● Data records

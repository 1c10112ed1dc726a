// teardown.rs - Measure how quickly disconnect unblocks the receive thread
use crate::sink::{LoopbackPeer, PeerMode};
use std::sync::{Arc, atomic::{AtomicBool, Ordering}};
use std::thread;
use std::time::{Duration, Instant};
use wilc_osal::Connection;

pub struct TeardownResult {
    pub test_name: String,
    pub iterations: usize,
    pub min: Duration,
    pub avg: Duration,
    pub max: Duration,
    pub failures: usize,
}

fn summarize(name: &str, samples: &[Duration], failures: usize) -> TeardownResult {
    let min = samples.iter().copied().min().unwrap_or_default();
    let max = samples.iter().copied().max().unwrap_or_default();
    let avg = if samples.is_empty() {
        Duration::ZERO
    } else {
        samples.iter().sum::<Duration>() / samples.len() as u32
    };
    TeardownResult {
        test_name: name.to_string(),
        iterations: samples.len() + failures,
        min,
        avg,
        max,
        failures,
    }
}

/// Disconnect while the receive thread sits blocked in a read.
pub fn bench_idle_disconnect(iterations: usize) -> TeardownResult {
    println!("\n=== Benchmarking Idle Disconnect ({} iterations) ===", iterations);

    let peer = match LoopbackPeer::spawn(PeerMode::Discard, iterations) {
        Ok(peer) => peer,
        Err(e) => {
            eprintln!("Failed to start loopback peer: {}", e);
            return summarize("Idle Disconnect", &[], iterations);
        }
    };

    let conn = Connection::new(peer.endpoint);
    let mut samples = Vec::with_capacity(iterations);
    let mut failures = 0;

    for _ in 0..iterations {
        if conn.connect(|_: &[u8]| {}).is_err() {
            failures += 1;
            continue;
        }
        // Let the receive thread reach its blocking read
        thread::sleep(Duration::from_millis(2));

        let start = Instant::now();
        conn.disconnect();
        samples.push(start.elapsed());
    }

    drop(conn);
    if failures == 0 {
        peer.finish();
    }
    summarize("Idle Disconnect", &samples, failures)
}

/// Disconnect while the echo peer keeps the receive path busy.
pub fn bench_busy_disconnect(iterations: usize) -> TeardownResult {
    println!("\n=== Benchmarking Busy Disconnect ({} iterations) ===", iterations);

    let peer = match LoopbackPeer::spawn(PeerMode::Echo, iterations) {
        Ok(peer) => peer,
        Err(e) => {
            eprintln!("Failed to start loopback peer: {}", e);
            return summarize("Busy Disconnect", &[], iterations);
        }
    };

    let conn = Arc::new(Connection::new(peer.endpoint));
    let mut samples = Vec::with_capacity(iterations);
    let mut failures = 0;

    for _ in 0..iterations {
        if conn.connect(|_: &[u8]| {}).is_err() {
            failures += 1;
            continue;
        }

        let stop = Arc::new(AtomicBool::new(false));
        let sender = {
            let conn = Arc::clone(&conn);
            let stop = Arc::clone(&stop);
            thread::spawn(move || {
                let payload = [0x5Au8; 512];
                while !stop.load(Ordering::Relaxed) {
                    if conn.send(&payload).is_err() {
                        break;
                    }
                }
            })
        };
        thread::sleep(Duration::from_millis(5));

        let start = Instant::now();
        conn.disconnect();
        samples.push(start.elapsed());

        stop.store(true, Ordering::Relaxed);
        let _ = sender.join();
    }

    conn.disconnect();
    drop(conn);
    if failures == 0 {
        peer.finish();
    }
    summarize("Busy Disconnect", &samples, failures)
}

pub fn print_teardown_results(results: &[TeardownResult]) {
    println!("\n╔═══════════════════════════════════════════════════════════════════════════╗");
    println!("║                         TEARDOWN LATENCY RESULTS                          ║");
    println!("╠═══════════════════════════════════════════════════════════════════════════╣");
    println!("║ Test Name          │ Iterations │     Min │     Avg │      Max │ Failures ║");
    println!("╠═══════════════════════════════════════════════════════════════════════════╣");

    for result in results {
        println!("║ {:<18} │ {:>10} │ {:>5.0}us │ {:>5.0}us │ {:>6.0}us │ {:>8} ║",
            result.test_name,
            result.iterations,
            result.min.as_secs_f64() * 1e6,
            result.avg.as_secs_f64() * 1e6,
            result.max.as_secs_f64() * 1e6,
            result.failures
        );
    }

    println!("╚═══════════════════════════════════════════════════════════════════════════╝");

    for result in results {
        if result.max > Duration::from_millis(100) {
            println!("WARNING: {} worst case {:?} exceeds 100ms", result.test_name, result.max);
        }
    }
}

● Work to be completed
Word for word, copy out all the data given above.

● Exercise output
repository 1c10112ed1dc726a
// teardown.rs - Measure how quickly disconnect unblocks the receive thread
use crate::sink::{LoopbackPeer, PeerMode};
use std::sync::{Arc, atomic::{AtomicBool, Ordering}};
use std::thread;
use std::time::{Duration, Instant};
use wilc_osal::Connection;

pub struct TeardownResult {
    pub test_name: String,
    pub iterations: usize,
    pub min: Duration,
    pub avg: Duration,
    pub max: Duration,
    pub failures: usize,
}

fn summarize(name: &str, samples: &[Duration], failures: usize) -> TeardownResult {
    let min = samples.iter().copied().min().unwrap_or_default();
    let max = samples.iter().copied().max().unwrap_or_default();
    let avg = if samples.is_empty() {
        Duration::ZERO
    } else {
        samples.iter().sum::<Duration>() / samples.len() as u32
    };
    TeardownResult {
        test_name: name.to_string(),
        iterations: samples.len() + failures,
        min,
        avg,
        max,
        failures,
    }
}

/// Disconnect while the receive thread sits blocked in a read.
pub fn bench_idle_disconnect(iterations: usize) -> TeardownResult {
    println!("\n=== Benchmarking Idle Disconnect ({} iterations) ===", iterations);

    let peer = match LoopbackPeer::spawn(PeerMode::Discard, iterations) {
        Ok(peer) => peer,
        Err(e) => {
            eprintln!("Failed to start loopback peer: {}", e);
            return summarize("Idle Disconnect", &[], iterations);
        }
    };

    let conn = Connection::new(peer.endpoint);
    let mut samples = Vec::with_capacity(iterations);
    let mut failures = 0;

    for _ in 0..iterations {
        if conn.connect(|_: &[u8]| {}).is_err() {
            failures += 1;
            continue;
        }
        // Let the receive thread reach its blocking read
        thread::sleep(Duration::from_millis(2));

        let start = Instant::now();
        conn.disconnect();
        samples.push(start.elapsed());
    }

    drop(conn);
    if failures == 0 {
        peer.finish();
    }
    summarize("Idle Disconnect", &samples, failures)
}

/// Disconnect while the echo peer keeps the receive path busy.
pub fn bench_busy_disconnect(iterations: usize) -> TeardownResult {
    println!("\n=== Benchmarking Busy Disconnect ({} iterations) ===", iterations);

    let peer = match LoopbackPeer::spawn(PeerMode::Echo, iterations) {
        Ok(peer) => peer,
        Err(e) => {
            eprintln!("Failed to start loopback peer: {}", e);
            return summarize("Busy Disconnect", &[], iterations);
        }
    };

    let conn = Arc::new(Connection::new(peer.endpoint));
    let mut samples = Vec::with_capacity(iterations);
    let mut failures = 0;

    for _ in 0..iterations {
        if conn.connect(|_: &[u8]| {}).is_err() {
            failures += 1;
            continue;
        }

        let stop = Arc::new(AtomicBool::new(false));
        let sender = {
            let conn = Arc::clone(&conn);
            let stop = Arc::clone(&stop);
            thread::spawn(move || {
                let payload = [0x5Au8; 512];
                while !stop.load(Ordering::Relaxed) {
                    if conn.send(&payload).is_err() {
                        break;
                    }
                }
            })
        };
        thread::sleep(Duration::from_millis(5));

        let start = Instant::now();
        conn.disconnect();
        samples.push(start.elapsed());

        stop.store(true, Ordering::Relaxed);
        let _ = sender.join();
    }

    conn.disconnect();
    drop(conn);
    if failures == 0 {
        peer.finish();
    }
    summarize("Busy Disconnect", &samples, failures)
}

pub fn print_teardown_results(results: &[TeardownResult]) {
    println!("\n╔═══════════════════════════════════════════════════════════════════════════╗");
    println!("║                         TEARDOWN LATENCY RESULTS                          ║");
    println!("╠═══════════════════════════════════════════════════════════════════════════╣");
    println!("║ Test Name          │ Iterations │     Min │     Avg │      Max │ Failures ║");
    println!("╠═══════════════════════════════════════════════════════════════════════════╣");

    for result in results {
        println!("║ {:<18} │ {:>10} │ {:>5.0}us │ {:>5.0}us │ {:>6.0}us │ {:>8} ║",
            result.test_name,
            result.iterations,
            result.min.as_secs_f64() * 1e6,
            result.avg.as_secs_f64() * 1e6,
            result.max.as_secs_f64() * 1e6,
            result.failures
        );
    }

    println!("╚═══════════════════════════════════════════════════════════════════════════╝");

    for result in results {
        if result.max > Duration::from_millis(100) {
            println!("WARNING: {} worst case {:?} exceeds 100ms", result.test_name, result.max);
        }
    }
}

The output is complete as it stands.